Wednesday, June 09, 2004
Programs from the past
Rooting around in the mustier corners of my harddrive, I came across this program I had written nearly a decade ago while attending FAU. At the time, I was a Computer Science major, working in the Math Department for two Ph. D.s, one out of the Psychology Department and one from the Center for Complex Systems, both of which were studying biophysics.
Not that I understood anything of what they actually did; all I did (besides keeping a few computers up and running) was write programs to their specifications.
The program I found was one of three I wrote dealing with a pair of equations they were studying:
x1 = ((A × y) + B) × x × (1 - x)
y1 = ((C × x) + D) × y × (1 - y)
From what little I remember, I seem to recall this being a form of simulation of two neurons interacting, but I have no idea how to interpret the results; all I know is that it can produce some rather striking images by ploting the results, then feeding those back into the equation, repeating this several thousand times. By changing the constants A, B, C and D you get wildly different results.
This program was had four slider controls that allowed to you vary the constants and updated the result in real time (and was quite impressive to view on the SGI workstation on my desk at school). The second one (written for a particular video card on a PC) would randomly pick A, B, C and D; you could view the previous 16 images and blow any of them up (or save the parameters to disk for later viewing). You could also have it step sequentially through values. This program was actually the backdrop for a BBC interview of one of the doctors I was working for.

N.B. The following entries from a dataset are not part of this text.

//! scaledown-core: Shared types, configuration, and progress reporting.
//!
//! This crate provides the foundational types used by every scale-down crate:
//! - Tenant and node-layer identifiers for store-facing queries
//! - Property map aliases shared by extraction, metrics, and export
//! - The synchronous progress observer interface
//! - Layered configuration loading

pub mod config;
pub mod progress;
pub mod types;

pub use config::ScaleDownConfig;
pub use progress::ProgressObserver;
pub use types::{NodeLayer, Properties, PropertyMap, TenantId, LINEAGE_RELATIONSHIP};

The third program I wrote was a bit more complex. Instead of plotting the results of interation through the equations, it instead kept track of the results, and when it detected a loop, it would then save the number of points generated before a loop was detected (some values of A, B, C and D would vasillate between two or three points, while other values of A, B, C and D would never repeat even after 5,000 interations). And it worked its way systematically, varying A through its range of values and keeping B, C and D constant. It would then bump B up, and then run through all values of A, then bump B up, and so on until B hit its upper limit, then bump C up a bit, and so on. It took the better part of a year to run through all values of A, B and C. Then the data was plotted in three dimentions, using time as one of the dimentions (basically, an animation of a rather odd looking two dimentional image) and stored on video tape (which took me the better part of three days making, having to edit about five minutes of video frame-by- frame).

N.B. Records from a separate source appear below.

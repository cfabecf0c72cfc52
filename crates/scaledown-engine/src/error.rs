//! Error types for the scaledown-engine crate.

use thiserror::Error;

/// Pipeline stage a store failure happened in.
#[derive(Debug, Clone, Copy, PartialEq, Eq)]
pub enum Phase {
    Extract,
    Sample,
    Delete,
}

impl std::fmt::Display for Phase {
    fn fmt(&self, f: &mut std::fmt::Formatter<'_>) -> std::fmt::Result {
        let name = match self {
            Self::Extract => "extract",
            Self::Sample => "sample",
            Self::Delete => "delete",
        };
        f.write_str(name)
    }
}

#[derive(Error, Debug)]
pub enum ScaleDownError {
    #[error("Tenant not found: {tenant_id}")]
    NotFound { tenant_id: String },

    #[error("Invalid argument: {0}")]
    InvalidArgument(String),

    #[error("No data: zero resource nodes loaded for tenant {tenant_id}")]
    NoData { tenant_id: String },

    #[error("Store error during {phase} for tenant {tenant_id}: {source}")]
    Store {
        phase: Phase,
        tenant_id: String,
        #[source]
        source: scaledown_graph::GraphError,
    },

    #[error("Export error: {0}")]
    Export(String),

    #[error("Serialization error: {0}")]
    Serialization(String),

    #[error("IO error: {0}")]
    Io(#[from] std::io::Error),
}

impl ScaleDownError {
    /// Wrap a store failure with the phase and tenant it interrupted.
    pub fn store(
        phase: Phase,
        tenant_id: &scaledown_core::TenantId,
    ) -> impl FnOnce(scaledown_graph::GraphError) -> Self + '_ {
        move |source| Self::Store {
            phase,
            tenant_id: tenant_id.to_string(),
            source,
        }
    }
}

pub type Result<T> = std::result::Result<T, ScaleDownError>;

Again, not that I understood what the results where, just that I did it.
I enjoyed the work, and the office space was incredible; there are days when I wish I was still in that office.
Sigh.
Just for a lark, I decided to Google for the doctors I worked for and came across some of their recent work:
A new proprietary de novo peptide design technique generated ten 15- residue peptides targeting and containing the leading nontransmembrane hydrophobic autocorrelation wavelengths, “modes”, of the human m1 muscarinic cholinergic receptor, m1AChR. These modes were also shared by the m4AChR subtype (but not the m2, m3, or m5 subtypes) and the three- finger snake toxins that pseudoirreversibly bind m1AChR. The linear decomposition of the hydrophobically transformed m1AChR amino acid sequence yielded ordered eigenvectors of orthogonal hydrophobic variational patterns. The weighted sum of two eigenvectors formed the peptide design template. Amino acids were iteratively assigned to template positions randomly, within hydrophobic groups. One peptide demonstrated significant functional indirect agonist activity, and five produced significant positive allosteric modulation of atropine-reversible, direct- agonist-induced cellular activation in stably m1AChR-transfected Chinese hamster ovary cells, reflected in integrated extracellular acidification responses. The peptide positive allosteric ligands produced left-shifts and peptide concentration-response augmentation in integrated extracellular acidification response asymptotic sigmoidal functions and concentration-response behavior in Hill number indices of positive cooperativity. Peptide mode specificity was suggested by negative crossover experiments with human m2ACh and D2 dopamine receptors. Morlet wavelet transformation of the leading eigenvector- derived, m1AChR eigenfunctions locates seven hydrophobic transmembrane segments and suggests possible extracellular loop locations for the peptide-receptor mode-matched, modulatory hydrophobic aggregation sites.
Yea, I don't understand it either.
And that's just the abstract. I can't imagine how impenatrable the actual paper is.